REQUIRED WORK >>
Gather all lines from the material that contain the word "impl".

DATASET ENTRIES >>

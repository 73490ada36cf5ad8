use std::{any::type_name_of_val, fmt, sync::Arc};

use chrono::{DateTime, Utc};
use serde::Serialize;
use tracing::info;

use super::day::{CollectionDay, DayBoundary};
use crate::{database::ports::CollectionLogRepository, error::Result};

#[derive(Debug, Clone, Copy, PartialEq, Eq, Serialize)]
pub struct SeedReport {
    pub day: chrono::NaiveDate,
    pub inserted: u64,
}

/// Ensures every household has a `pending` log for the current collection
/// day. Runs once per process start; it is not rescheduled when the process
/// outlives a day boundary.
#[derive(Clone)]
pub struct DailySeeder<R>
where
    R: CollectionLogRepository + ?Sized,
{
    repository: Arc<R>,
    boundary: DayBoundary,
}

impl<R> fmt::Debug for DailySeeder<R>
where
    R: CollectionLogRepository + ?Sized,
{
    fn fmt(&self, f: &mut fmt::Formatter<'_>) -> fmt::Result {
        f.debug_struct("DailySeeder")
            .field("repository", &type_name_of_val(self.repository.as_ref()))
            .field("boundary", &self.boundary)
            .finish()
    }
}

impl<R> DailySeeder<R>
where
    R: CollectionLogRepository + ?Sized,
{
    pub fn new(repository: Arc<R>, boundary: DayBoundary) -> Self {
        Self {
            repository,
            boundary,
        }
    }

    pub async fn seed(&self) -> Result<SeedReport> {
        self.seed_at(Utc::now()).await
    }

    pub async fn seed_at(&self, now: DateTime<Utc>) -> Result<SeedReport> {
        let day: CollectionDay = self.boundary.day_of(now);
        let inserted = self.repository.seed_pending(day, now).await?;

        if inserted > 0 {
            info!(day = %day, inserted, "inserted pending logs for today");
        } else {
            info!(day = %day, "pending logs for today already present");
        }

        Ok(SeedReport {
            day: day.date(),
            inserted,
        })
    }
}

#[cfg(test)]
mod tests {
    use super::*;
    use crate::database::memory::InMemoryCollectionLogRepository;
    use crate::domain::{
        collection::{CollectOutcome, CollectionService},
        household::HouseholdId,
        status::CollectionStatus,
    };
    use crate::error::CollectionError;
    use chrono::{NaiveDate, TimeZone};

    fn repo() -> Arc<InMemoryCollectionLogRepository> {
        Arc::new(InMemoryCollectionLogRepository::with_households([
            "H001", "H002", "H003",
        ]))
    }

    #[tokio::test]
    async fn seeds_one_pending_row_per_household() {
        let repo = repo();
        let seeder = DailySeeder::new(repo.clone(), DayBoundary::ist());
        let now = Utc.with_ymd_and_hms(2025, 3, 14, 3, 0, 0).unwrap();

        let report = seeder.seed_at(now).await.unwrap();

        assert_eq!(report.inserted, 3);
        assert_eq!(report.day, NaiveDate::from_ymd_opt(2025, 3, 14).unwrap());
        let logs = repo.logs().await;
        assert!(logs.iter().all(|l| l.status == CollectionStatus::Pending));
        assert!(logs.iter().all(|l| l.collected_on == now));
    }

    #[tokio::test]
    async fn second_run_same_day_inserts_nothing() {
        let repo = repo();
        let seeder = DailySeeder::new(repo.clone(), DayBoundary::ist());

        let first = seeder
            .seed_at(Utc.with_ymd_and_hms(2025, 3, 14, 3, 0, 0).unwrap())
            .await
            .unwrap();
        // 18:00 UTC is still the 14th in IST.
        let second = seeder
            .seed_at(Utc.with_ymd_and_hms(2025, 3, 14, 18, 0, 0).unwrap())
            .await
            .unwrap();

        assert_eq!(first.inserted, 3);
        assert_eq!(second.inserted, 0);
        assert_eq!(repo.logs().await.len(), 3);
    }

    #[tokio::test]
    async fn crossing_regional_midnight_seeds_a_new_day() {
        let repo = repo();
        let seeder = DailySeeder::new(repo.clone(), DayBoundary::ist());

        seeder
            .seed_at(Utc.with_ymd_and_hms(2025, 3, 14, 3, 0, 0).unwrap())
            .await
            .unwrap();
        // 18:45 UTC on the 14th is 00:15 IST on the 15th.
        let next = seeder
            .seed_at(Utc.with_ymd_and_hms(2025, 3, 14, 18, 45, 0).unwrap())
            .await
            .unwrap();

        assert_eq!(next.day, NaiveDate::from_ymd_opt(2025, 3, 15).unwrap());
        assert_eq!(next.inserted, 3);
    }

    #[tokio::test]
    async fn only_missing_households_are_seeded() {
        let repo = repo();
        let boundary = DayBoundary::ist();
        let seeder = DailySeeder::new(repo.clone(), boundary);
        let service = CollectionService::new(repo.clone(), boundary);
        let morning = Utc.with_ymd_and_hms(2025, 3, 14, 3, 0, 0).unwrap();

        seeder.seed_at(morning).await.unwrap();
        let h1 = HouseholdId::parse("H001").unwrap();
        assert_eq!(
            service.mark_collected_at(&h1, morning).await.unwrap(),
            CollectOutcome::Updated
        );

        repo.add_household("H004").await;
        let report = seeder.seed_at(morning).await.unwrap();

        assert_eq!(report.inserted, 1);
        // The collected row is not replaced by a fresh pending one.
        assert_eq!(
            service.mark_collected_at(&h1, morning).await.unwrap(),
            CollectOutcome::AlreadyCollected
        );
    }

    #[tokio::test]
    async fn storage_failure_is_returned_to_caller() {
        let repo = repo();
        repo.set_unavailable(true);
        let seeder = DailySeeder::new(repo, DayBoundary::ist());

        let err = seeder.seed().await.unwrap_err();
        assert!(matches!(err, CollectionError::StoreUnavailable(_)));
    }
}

...

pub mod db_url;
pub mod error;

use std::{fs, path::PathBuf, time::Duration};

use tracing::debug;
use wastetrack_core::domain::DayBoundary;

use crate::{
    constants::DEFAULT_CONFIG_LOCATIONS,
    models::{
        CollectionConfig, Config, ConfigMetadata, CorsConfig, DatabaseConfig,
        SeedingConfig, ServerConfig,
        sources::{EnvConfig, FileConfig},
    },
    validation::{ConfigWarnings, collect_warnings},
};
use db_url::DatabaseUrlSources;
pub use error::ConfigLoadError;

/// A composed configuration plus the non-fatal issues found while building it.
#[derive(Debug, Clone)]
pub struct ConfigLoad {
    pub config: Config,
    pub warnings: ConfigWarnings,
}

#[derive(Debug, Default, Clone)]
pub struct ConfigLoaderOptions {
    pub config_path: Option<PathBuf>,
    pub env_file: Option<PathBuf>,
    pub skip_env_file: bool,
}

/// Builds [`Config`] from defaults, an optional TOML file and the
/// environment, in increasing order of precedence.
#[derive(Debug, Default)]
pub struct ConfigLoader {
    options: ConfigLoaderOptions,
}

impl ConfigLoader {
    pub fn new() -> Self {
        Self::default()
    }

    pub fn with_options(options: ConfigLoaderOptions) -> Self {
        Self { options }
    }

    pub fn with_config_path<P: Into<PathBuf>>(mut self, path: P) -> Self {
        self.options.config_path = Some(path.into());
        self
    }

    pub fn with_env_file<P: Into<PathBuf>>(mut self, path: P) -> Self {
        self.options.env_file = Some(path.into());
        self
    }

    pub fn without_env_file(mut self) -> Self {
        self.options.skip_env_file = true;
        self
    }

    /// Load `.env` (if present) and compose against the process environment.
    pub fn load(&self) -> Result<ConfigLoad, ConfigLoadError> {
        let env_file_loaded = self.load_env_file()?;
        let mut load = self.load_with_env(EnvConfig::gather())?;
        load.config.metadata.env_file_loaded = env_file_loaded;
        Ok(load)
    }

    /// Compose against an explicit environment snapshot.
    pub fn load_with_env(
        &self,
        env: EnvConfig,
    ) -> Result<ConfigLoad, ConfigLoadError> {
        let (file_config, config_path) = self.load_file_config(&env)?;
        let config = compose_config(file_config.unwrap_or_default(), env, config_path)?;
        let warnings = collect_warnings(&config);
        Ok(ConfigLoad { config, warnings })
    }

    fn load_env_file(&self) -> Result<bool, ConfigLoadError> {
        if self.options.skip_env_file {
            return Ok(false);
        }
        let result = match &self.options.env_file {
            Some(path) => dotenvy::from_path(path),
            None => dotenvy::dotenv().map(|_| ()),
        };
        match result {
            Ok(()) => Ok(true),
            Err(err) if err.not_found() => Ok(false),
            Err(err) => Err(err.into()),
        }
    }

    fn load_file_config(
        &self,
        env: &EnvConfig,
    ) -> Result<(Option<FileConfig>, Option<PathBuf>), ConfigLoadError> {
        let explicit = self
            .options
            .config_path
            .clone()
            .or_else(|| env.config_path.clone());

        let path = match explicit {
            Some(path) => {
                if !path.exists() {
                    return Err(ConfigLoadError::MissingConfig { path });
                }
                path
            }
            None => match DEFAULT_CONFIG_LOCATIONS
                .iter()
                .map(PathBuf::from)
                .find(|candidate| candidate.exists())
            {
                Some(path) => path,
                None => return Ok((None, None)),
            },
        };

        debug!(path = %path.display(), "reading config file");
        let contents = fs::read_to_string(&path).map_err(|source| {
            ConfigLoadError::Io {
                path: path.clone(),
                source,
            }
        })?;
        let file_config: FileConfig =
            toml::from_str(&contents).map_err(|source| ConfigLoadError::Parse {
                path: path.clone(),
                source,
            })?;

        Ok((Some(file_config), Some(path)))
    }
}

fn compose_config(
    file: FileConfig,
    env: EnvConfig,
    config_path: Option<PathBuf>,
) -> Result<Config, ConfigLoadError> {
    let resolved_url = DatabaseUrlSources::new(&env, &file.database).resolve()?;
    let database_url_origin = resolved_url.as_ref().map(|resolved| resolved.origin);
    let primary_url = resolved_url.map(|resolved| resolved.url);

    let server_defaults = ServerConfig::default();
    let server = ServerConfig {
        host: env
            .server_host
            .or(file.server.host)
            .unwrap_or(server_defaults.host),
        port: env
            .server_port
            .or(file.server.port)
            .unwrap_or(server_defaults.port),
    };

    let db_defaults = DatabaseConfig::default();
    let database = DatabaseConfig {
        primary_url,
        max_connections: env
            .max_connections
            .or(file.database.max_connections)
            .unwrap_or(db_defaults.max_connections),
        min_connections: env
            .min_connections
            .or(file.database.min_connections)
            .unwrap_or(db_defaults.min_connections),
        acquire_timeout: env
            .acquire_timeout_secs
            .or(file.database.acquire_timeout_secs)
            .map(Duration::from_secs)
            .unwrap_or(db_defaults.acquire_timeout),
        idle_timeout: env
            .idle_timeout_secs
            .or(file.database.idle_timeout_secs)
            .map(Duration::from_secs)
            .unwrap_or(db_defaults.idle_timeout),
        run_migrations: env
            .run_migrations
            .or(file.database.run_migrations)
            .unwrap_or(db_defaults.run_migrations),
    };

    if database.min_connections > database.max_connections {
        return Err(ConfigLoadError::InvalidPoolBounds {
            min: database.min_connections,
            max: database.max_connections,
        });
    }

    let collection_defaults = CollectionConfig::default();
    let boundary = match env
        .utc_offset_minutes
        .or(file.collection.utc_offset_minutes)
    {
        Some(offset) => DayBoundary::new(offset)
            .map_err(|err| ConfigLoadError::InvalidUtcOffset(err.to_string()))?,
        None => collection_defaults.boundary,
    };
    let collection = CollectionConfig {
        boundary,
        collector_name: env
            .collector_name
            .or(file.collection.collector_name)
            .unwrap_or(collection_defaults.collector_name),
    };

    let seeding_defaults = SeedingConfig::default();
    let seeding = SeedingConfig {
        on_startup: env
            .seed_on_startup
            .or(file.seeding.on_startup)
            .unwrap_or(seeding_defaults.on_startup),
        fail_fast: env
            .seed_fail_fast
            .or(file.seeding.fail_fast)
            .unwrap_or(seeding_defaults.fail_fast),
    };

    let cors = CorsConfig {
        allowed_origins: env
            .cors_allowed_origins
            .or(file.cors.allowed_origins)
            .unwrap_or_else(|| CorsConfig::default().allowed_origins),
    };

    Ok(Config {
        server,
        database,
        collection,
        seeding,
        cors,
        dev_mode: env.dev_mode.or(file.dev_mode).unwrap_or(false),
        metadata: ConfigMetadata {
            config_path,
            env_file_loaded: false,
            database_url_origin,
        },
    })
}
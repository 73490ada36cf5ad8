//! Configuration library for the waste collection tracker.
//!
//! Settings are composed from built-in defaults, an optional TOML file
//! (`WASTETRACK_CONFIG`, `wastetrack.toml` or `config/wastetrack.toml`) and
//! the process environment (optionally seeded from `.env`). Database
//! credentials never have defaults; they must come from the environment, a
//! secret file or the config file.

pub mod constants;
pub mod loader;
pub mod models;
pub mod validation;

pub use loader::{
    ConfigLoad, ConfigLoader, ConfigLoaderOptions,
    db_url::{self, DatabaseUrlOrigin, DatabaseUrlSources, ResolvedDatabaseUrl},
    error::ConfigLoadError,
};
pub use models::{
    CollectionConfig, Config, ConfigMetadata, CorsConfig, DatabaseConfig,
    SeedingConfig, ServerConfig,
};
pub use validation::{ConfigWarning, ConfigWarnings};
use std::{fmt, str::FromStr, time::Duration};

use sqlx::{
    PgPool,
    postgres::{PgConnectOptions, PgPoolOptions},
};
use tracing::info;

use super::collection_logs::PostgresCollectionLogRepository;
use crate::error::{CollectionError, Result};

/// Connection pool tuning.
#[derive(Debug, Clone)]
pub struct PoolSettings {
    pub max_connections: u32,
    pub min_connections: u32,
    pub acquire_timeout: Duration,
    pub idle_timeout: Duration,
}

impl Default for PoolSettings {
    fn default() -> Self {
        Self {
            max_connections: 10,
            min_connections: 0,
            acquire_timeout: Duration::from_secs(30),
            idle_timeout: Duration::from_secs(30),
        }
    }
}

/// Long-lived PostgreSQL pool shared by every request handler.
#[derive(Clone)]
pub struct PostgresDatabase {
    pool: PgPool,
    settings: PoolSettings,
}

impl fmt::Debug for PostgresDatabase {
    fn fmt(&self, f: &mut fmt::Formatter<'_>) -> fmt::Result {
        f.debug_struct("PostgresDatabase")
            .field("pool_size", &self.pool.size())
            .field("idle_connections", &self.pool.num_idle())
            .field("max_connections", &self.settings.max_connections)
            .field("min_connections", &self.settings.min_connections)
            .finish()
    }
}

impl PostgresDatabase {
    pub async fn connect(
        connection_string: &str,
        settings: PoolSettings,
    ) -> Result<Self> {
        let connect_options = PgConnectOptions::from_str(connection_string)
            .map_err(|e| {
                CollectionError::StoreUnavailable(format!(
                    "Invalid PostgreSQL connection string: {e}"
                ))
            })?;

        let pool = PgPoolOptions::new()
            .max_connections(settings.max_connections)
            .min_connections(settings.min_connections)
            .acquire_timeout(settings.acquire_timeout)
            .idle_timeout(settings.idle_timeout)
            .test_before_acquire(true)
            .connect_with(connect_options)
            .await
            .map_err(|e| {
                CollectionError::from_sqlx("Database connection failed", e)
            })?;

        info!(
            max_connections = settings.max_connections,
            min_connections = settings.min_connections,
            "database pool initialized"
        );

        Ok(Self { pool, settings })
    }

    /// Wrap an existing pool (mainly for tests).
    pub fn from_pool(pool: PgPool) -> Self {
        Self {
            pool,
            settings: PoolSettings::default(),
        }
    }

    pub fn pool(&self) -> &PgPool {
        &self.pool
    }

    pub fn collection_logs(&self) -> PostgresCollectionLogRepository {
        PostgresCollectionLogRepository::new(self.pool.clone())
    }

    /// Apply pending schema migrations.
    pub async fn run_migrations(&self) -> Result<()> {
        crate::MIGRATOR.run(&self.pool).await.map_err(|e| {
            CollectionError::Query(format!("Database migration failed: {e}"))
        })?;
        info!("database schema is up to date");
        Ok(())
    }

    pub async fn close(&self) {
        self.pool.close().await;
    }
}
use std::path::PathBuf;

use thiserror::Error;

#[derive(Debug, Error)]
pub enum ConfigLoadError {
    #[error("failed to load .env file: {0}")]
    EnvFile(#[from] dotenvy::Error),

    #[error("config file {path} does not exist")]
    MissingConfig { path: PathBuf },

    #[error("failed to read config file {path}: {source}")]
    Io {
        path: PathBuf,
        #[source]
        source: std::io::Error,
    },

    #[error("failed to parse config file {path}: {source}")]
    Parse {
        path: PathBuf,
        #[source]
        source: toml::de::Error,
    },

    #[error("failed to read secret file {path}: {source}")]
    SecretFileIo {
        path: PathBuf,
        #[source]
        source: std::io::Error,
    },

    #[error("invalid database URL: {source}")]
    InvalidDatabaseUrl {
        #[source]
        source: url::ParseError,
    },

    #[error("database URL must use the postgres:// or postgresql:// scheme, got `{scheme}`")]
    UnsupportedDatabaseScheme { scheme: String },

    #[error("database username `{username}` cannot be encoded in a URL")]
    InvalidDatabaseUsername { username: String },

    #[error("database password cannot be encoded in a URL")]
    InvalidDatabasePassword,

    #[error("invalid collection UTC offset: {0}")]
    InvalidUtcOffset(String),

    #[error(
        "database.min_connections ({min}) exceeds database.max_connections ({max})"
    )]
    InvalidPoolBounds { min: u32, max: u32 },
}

ANSWER FOR THE TASK >>
impl<R> fmt::Debug for DailySeeder<R>
impl<R> DailySeeder<R>
impl ConfigLoader {
impl Default for PoolSettings {
impl fmt::Debug for PostgresDatabase {
impl PostgresDatabase {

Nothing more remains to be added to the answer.